* Extracted records *

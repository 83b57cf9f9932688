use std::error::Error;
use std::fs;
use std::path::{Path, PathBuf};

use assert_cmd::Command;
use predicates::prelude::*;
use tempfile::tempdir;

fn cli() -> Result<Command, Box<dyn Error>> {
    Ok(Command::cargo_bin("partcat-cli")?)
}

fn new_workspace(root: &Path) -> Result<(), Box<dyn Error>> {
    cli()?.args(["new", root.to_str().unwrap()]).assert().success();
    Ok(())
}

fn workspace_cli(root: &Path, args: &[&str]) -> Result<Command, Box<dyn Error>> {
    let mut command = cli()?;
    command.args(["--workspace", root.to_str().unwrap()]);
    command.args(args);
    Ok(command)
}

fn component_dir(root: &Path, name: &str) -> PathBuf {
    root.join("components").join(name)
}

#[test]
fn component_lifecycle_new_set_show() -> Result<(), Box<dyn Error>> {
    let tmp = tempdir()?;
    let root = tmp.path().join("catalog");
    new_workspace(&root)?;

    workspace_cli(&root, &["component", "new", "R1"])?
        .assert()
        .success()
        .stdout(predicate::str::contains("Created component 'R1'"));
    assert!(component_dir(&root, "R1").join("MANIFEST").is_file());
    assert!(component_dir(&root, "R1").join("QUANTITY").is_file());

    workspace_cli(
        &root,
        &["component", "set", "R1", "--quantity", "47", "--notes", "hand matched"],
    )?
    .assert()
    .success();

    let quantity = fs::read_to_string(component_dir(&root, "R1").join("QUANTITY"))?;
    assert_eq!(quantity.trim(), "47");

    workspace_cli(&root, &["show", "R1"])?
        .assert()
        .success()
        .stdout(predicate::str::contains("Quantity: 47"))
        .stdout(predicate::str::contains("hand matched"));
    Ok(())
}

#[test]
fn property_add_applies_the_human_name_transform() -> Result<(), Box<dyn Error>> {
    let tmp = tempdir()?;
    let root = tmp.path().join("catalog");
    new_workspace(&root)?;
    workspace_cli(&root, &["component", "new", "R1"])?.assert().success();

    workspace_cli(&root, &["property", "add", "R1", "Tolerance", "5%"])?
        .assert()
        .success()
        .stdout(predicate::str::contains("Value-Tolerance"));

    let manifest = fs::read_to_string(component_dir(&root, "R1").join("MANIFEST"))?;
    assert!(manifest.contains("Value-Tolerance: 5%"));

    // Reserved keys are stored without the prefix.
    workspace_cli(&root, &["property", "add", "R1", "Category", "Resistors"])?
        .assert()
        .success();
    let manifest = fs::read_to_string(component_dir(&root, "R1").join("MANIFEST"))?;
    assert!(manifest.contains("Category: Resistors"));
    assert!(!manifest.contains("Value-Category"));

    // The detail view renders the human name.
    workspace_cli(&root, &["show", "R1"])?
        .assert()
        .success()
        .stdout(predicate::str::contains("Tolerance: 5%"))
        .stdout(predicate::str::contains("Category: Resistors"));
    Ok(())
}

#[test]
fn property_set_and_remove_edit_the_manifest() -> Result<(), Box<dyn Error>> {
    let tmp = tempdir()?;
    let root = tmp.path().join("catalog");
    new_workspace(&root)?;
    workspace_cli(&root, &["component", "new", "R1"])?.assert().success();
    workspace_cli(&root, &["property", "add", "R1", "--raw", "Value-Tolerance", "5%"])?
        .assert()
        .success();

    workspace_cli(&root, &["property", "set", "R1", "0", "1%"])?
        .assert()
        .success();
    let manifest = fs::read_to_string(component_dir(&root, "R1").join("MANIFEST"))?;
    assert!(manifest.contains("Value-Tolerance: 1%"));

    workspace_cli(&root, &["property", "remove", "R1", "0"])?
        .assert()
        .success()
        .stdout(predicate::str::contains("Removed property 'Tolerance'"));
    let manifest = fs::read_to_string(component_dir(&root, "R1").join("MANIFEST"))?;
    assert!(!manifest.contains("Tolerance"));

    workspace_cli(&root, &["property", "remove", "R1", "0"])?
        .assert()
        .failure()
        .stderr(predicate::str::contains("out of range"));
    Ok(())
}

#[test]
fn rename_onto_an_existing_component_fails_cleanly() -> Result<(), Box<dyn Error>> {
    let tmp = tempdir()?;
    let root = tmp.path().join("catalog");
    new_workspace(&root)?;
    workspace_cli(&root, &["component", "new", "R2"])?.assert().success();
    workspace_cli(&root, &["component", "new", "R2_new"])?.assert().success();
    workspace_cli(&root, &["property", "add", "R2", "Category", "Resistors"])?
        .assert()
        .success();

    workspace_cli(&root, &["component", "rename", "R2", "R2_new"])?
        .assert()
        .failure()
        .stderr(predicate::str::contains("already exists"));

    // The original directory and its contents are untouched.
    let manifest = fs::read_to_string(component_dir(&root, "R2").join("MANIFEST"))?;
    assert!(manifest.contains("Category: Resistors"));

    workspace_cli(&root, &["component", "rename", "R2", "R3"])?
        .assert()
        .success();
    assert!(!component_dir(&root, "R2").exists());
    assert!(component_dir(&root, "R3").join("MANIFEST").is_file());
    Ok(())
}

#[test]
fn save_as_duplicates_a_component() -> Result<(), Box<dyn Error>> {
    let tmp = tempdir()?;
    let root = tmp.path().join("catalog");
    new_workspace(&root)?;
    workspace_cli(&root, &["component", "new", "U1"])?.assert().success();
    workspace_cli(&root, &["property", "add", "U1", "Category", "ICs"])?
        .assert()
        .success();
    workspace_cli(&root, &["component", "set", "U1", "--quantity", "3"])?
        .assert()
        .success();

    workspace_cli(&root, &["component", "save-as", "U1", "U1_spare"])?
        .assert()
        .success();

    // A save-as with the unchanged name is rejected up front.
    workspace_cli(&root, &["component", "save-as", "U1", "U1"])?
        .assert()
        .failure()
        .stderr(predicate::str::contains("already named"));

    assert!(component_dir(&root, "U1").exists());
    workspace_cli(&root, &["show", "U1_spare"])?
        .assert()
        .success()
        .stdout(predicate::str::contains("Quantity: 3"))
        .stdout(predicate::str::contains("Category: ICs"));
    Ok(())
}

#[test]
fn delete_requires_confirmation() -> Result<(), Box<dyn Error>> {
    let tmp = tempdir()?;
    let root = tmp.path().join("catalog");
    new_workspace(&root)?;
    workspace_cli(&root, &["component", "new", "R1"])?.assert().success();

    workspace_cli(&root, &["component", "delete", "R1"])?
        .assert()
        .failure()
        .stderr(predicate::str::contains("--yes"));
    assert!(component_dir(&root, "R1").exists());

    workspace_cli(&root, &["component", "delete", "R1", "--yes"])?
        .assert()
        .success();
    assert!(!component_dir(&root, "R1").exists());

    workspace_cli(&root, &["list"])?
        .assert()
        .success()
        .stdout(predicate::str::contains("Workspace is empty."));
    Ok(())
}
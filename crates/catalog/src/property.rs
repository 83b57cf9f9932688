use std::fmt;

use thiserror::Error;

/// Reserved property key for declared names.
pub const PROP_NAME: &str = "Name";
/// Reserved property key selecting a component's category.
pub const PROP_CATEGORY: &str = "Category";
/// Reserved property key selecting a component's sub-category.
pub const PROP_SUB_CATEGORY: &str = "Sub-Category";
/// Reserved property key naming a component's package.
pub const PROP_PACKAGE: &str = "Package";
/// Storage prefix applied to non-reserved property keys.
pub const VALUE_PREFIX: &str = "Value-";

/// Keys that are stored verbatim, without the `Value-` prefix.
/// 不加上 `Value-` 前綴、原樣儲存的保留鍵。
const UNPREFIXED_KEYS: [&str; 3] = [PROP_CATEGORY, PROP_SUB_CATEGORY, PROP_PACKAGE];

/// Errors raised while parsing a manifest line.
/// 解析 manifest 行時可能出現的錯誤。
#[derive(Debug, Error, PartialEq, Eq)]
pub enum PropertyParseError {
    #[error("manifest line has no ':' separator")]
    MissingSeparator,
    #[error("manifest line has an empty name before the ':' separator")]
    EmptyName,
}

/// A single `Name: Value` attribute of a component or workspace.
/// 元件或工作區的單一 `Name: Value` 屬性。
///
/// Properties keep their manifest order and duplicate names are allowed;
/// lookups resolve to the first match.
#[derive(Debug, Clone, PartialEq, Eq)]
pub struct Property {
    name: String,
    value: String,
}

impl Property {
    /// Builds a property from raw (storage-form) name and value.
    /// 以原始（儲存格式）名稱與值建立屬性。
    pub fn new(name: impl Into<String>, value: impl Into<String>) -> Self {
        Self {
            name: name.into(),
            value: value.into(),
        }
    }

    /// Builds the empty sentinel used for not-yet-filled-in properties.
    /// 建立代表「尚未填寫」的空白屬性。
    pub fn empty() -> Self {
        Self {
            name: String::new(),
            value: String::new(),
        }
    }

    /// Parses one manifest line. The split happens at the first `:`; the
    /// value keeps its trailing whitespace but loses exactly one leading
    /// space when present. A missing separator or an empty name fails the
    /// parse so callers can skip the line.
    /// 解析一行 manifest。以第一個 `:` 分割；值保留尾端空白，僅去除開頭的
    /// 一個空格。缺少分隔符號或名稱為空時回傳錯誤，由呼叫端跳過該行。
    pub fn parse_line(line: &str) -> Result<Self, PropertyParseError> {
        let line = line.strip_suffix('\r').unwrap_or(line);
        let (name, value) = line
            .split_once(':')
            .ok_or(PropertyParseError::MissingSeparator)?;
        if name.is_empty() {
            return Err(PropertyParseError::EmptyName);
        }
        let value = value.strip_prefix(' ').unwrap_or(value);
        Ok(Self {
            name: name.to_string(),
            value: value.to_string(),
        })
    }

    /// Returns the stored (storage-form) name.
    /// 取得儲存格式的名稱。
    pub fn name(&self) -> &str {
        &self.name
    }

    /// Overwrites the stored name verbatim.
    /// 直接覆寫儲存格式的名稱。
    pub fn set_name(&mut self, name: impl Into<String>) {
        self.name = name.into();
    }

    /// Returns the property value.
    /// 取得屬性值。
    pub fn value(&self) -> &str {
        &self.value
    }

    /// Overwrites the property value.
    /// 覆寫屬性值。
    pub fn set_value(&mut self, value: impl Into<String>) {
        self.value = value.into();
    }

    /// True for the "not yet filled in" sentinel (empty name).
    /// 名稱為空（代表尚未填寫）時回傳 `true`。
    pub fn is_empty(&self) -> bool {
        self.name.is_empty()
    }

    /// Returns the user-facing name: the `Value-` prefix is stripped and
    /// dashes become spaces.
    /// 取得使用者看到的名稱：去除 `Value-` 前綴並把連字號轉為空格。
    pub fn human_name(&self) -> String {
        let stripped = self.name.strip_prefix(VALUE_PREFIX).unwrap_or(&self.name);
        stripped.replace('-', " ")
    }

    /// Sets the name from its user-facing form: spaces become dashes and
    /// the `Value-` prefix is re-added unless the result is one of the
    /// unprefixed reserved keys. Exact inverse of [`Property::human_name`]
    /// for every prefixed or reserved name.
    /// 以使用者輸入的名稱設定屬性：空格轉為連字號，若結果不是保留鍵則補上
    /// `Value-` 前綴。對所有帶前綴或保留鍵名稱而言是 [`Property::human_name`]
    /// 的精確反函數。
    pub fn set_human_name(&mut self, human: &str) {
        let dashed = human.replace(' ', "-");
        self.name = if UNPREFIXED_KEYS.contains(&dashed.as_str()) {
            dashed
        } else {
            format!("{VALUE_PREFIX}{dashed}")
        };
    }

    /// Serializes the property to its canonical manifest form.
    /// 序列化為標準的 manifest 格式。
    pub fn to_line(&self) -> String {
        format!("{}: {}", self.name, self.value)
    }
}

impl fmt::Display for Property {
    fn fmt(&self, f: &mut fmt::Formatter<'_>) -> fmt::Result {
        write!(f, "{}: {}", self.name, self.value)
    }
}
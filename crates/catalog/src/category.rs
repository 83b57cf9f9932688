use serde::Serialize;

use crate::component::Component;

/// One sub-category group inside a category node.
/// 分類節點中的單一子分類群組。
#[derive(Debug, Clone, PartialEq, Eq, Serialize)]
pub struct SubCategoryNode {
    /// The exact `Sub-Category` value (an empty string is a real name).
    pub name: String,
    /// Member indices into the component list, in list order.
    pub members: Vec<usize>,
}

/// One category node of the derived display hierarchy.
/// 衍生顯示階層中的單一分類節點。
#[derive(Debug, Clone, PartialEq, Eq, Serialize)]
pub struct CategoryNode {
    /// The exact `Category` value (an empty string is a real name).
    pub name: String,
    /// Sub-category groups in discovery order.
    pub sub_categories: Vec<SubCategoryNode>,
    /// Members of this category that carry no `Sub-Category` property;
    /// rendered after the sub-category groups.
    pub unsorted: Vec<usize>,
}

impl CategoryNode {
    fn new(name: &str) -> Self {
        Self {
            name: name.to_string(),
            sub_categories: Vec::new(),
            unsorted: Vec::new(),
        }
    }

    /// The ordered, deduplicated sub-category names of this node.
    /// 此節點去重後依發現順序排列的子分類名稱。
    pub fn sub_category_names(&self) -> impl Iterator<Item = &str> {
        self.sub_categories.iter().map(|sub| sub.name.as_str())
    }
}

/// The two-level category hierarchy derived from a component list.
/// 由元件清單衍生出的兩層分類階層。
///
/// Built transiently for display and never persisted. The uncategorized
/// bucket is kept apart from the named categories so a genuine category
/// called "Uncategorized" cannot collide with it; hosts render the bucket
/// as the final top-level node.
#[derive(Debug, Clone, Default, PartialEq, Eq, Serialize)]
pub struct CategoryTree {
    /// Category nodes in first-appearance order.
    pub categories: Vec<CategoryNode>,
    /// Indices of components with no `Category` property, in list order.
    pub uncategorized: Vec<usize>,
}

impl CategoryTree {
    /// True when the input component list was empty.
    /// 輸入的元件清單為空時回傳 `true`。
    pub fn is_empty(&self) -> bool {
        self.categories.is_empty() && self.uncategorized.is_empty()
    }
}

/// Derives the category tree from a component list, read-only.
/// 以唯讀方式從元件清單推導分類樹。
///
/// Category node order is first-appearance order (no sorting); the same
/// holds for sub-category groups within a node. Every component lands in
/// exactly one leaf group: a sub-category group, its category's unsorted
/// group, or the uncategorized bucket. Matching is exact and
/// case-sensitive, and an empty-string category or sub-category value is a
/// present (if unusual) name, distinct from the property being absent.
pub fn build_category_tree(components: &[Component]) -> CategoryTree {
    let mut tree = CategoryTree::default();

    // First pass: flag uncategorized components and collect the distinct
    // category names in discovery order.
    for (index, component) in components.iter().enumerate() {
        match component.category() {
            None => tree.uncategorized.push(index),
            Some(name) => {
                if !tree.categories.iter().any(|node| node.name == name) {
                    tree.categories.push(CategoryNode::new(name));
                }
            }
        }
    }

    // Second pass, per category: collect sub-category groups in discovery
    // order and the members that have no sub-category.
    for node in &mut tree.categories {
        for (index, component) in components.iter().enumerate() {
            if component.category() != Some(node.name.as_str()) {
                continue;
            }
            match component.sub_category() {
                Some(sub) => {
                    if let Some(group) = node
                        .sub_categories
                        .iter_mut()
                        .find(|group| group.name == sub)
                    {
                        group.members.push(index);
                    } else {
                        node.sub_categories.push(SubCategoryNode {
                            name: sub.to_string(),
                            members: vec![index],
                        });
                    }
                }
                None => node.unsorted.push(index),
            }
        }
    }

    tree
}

* Required action *
The first line of the records and every line down to the line with "fn new_workspace(root: &Path)" must be quoted exactly; leave out all else.

* Answer area *
repository 83b57cf9f9932688
use std::error::Error;
use std::fs;
use std::path::{Path, PathBuf};

use assert_cmd::Command;
use predicates::prelude::*;
use tempfile::tempdir;

fn cli() -> Result<Command, Box<dyn Error>> {
    Ok(Command::cargo_bin("partcat-cli")?)
}

fn new_workspace(root: &Path) -> Result<(), Box<dyn Error>> {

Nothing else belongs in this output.